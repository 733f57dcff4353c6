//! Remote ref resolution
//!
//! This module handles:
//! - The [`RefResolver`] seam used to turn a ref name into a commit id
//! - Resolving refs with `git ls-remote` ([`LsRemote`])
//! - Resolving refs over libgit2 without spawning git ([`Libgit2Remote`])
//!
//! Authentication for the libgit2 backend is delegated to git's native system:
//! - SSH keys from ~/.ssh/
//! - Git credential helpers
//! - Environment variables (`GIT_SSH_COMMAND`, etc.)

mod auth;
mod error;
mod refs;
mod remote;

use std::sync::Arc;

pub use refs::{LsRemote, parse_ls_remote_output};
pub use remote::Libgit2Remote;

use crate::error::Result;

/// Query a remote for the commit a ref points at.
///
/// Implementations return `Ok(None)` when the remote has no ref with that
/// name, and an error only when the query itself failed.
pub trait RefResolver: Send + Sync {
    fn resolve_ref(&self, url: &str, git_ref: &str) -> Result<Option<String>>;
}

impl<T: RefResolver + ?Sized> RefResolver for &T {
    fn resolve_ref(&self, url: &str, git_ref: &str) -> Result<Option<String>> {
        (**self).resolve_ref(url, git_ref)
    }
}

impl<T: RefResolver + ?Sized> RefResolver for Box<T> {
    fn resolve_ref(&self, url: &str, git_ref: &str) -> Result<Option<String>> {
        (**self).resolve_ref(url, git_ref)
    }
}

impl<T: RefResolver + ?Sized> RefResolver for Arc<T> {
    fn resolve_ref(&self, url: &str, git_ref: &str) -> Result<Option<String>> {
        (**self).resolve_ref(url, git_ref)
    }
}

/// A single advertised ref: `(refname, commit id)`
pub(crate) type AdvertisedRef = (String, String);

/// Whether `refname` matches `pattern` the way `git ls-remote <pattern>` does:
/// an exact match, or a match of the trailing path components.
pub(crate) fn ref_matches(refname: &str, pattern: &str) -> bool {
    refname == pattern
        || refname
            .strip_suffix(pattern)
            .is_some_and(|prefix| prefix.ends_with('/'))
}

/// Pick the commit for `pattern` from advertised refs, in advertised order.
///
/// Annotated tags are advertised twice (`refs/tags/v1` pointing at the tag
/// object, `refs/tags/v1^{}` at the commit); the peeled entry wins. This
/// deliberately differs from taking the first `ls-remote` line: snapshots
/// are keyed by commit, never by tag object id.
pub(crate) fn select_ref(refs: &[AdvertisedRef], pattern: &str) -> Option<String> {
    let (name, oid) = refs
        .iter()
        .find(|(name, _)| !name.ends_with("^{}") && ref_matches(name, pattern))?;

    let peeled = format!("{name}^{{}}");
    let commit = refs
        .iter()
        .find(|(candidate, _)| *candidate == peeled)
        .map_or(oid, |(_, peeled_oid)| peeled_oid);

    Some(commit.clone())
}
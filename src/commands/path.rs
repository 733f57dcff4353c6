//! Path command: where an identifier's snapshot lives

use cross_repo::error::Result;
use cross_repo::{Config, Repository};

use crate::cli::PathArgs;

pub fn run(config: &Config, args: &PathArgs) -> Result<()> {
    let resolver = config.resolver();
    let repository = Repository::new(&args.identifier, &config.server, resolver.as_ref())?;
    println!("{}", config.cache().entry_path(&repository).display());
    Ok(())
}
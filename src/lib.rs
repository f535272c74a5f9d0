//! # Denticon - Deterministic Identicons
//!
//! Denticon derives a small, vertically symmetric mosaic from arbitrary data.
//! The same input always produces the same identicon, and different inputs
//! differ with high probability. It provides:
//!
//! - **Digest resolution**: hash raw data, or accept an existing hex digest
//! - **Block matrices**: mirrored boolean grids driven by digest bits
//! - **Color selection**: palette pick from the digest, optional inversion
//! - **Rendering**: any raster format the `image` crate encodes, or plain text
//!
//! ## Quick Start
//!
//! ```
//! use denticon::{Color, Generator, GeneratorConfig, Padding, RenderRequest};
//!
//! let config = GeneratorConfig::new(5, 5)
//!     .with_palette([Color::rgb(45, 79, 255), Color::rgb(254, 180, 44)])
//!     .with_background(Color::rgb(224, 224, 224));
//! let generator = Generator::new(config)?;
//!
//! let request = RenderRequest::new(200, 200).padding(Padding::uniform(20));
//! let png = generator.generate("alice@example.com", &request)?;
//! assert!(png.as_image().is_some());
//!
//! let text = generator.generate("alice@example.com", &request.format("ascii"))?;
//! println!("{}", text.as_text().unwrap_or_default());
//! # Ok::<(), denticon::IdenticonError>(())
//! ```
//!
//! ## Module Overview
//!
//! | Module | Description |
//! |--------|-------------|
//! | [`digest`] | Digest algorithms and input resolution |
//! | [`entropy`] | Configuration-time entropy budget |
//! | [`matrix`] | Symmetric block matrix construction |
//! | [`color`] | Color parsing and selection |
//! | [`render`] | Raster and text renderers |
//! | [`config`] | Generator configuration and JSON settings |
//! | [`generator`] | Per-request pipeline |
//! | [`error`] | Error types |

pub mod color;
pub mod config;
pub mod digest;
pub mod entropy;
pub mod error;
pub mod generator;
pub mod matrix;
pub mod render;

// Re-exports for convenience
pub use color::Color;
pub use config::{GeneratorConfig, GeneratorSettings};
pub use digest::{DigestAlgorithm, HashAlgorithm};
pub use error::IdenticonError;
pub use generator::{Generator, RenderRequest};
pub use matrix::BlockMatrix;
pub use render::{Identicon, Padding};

════════════════

→ TASK DIRECTIONS:
Your task is to set down only the lines that run from the opening of the listing to the line with "use std::sync::Arc;", both ends included, each unchanged.

→ SOLUTION TO THIS PROBLEM:
repository 733f57dcff4353c6
//! Remote ref resolution
//!
//! This module handles:
//! - The [`RefResolver`] seam used to turn a ref name into a commit id
//! - Resolving refs with `git ls-remote` ([`LsRemote`])
//! - Resolving refs over libgit2 without spawning git ([`Libgit2Remote`])
//!
//! Authentication for the libgit2 backend is delegated to git's native system:
//! - SSH keys from ~/.ssh/
//! - Git credential helpers
//! - Environment variables (`GIT_SSH_COMMAND`, etc.)

mod auth;
mod error;
mod refs;
mod remote;

use std::sync::Arc;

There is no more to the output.